**Directions:** Which lines in the records below mention the word "layer"? Copy each one out.

== Records provided

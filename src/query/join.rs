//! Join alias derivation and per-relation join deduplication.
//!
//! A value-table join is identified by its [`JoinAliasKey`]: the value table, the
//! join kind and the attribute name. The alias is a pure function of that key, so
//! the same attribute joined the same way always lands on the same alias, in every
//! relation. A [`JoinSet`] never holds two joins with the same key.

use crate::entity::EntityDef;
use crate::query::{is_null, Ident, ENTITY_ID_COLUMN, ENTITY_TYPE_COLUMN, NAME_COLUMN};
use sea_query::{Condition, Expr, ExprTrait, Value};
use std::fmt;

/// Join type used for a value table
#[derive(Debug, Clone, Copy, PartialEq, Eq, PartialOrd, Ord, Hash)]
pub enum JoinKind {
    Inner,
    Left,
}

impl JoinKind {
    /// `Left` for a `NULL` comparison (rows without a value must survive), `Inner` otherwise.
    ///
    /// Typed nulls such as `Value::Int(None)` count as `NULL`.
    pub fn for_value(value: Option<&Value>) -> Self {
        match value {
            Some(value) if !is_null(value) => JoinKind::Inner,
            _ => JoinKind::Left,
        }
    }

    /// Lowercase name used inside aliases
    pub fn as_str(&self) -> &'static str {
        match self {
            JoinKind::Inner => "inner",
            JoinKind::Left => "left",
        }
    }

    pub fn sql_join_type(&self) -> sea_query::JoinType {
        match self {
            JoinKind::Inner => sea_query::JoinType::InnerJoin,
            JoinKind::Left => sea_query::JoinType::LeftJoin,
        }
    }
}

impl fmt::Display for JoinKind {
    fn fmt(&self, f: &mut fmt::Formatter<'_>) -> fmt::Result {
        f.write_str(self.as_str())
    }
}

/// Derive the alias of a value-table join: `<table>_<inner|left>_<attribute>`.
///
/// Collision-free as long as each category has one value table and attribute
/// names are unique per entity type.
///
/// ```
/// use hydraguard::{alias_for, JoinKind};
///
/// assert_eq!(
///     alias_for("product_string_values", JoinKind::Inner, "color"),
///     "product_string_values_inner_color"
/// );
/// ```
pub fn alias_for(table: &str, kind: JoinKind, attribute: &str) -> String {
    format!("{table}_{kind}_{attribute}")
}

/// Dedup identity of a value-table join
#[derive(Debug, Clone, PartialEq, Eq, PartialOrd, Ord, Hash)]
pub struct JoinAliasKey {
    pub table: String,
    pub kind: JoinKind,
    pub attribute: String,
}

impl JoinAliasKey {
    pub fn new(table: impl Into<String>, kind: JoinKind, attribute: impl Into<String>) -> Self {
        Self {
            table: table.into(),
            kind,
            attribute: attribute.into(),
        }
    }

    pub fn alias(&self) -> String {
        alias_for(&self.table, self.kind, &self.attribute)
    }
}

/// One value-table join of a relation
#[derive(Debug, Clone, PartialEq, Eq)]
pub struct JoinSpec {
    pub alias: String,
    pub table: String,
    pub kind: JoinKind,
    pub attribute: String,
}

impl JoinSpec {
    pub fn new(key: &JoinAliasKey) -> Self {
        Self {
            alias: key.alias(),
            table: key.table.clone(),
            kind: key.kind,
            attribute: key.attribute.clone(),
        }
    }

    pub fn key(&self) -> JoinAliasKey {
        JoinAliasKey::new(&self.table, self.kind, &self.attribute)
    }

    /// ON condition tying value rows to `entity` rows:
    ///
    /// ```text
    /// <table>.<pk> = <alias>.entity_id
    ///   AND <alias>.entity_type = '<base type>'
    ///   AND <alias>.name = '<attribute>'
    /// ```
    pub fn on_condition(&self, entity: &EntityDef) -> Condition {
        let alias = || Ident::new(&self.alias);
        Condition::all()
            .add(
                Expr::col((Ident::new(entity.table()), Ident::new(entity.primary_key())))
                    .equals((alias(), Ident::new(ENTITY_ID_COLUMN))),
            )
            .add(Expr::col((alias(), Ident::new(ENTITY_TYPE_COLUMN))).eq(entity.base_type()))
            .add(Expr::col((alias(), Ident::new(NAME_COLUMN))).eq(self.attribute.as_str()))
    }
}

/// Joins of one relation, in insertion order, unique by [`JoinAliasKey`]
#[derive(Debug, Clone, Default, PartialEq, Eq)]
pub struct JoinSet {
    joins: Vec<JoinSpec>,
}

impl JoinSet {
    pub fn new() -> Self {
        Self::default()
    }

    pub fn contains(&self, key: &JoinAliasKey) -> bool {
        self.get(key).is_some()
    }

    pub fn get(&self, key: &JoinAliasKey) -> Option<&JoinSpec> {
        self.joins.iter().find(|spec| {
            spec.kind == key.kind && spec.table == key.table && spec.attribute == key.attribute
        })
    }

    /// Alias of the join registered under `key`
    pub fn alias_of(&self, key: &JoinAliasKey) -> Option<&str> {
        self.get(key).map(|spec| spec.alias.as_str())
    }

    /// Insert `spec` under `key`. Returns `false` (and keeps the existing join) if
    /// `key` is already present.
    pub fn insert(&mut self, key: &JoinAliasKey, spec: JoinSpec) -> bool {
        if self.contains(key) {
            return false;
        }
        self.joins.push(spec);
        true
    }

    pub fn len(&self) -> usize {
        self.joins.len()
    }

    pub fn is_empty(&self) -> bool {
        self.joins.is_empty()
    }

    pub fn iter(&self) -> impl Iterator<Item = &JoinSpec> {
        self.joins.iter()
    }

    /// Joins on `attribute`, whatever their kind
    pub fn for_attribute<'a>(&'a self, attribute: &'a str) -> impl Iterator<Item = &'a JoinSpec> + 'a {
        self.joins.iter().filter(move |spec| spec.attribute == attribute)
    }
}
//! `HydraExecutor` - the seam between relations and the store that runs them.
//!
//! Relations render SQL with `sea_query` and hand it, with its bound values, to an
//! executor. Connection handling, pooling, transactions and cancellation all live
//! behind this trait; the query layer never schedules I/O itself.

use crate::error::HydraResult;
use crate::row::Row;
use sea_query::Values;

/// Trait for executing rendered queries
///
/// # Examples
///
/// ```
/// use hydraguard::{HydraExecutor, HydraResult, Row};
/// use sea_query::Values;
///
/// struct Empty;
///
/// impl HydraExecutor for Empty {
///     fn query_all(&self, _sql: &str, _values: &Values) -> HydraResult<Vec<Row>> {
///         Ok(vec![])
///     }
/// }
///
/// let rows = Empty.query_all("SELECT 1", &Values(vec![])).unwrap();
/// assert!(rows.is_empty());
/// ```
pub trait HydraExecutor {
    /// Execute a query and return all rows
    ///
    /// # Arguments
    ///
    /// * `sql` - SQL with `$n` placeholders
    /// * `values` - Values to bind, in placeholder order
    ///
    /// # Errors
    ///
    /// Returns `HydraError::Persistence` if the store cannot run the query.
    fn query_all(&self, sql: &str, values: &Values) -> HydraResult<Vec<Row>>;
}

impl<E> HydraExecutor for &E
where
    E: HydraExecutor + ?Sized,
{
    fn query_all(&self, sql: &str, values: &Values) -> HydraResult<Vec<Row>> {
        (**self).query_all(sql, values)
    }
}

====
== Records provided

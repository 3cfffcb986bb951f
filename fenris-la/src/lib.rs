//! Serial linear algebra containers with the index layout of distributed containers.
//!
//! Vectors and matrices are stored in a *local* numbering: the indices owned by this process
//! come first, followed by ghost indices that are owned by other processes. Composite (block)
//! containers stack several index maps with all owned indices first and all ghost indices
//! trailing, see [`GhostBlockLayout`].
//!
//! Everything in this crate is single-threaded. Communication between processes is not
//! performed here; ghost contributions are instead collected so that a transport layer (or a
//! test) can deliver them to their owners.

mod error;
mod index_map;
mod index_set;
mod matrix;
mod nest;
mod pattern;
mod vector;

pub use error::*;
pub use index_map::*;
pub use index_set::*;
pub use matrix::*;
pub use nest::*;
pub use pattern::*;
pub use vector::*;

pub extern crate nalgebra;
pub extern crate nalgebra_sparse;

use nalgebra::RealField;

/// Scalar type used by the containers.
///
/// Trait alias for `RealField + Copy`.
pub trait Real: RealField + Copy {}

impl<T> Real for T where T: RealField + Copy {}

====

**Result below:**
//! behind this trait; the query layer never schedules I/O itself.
//! performed here; ghost contributions are instead collected so that a transport layer (or a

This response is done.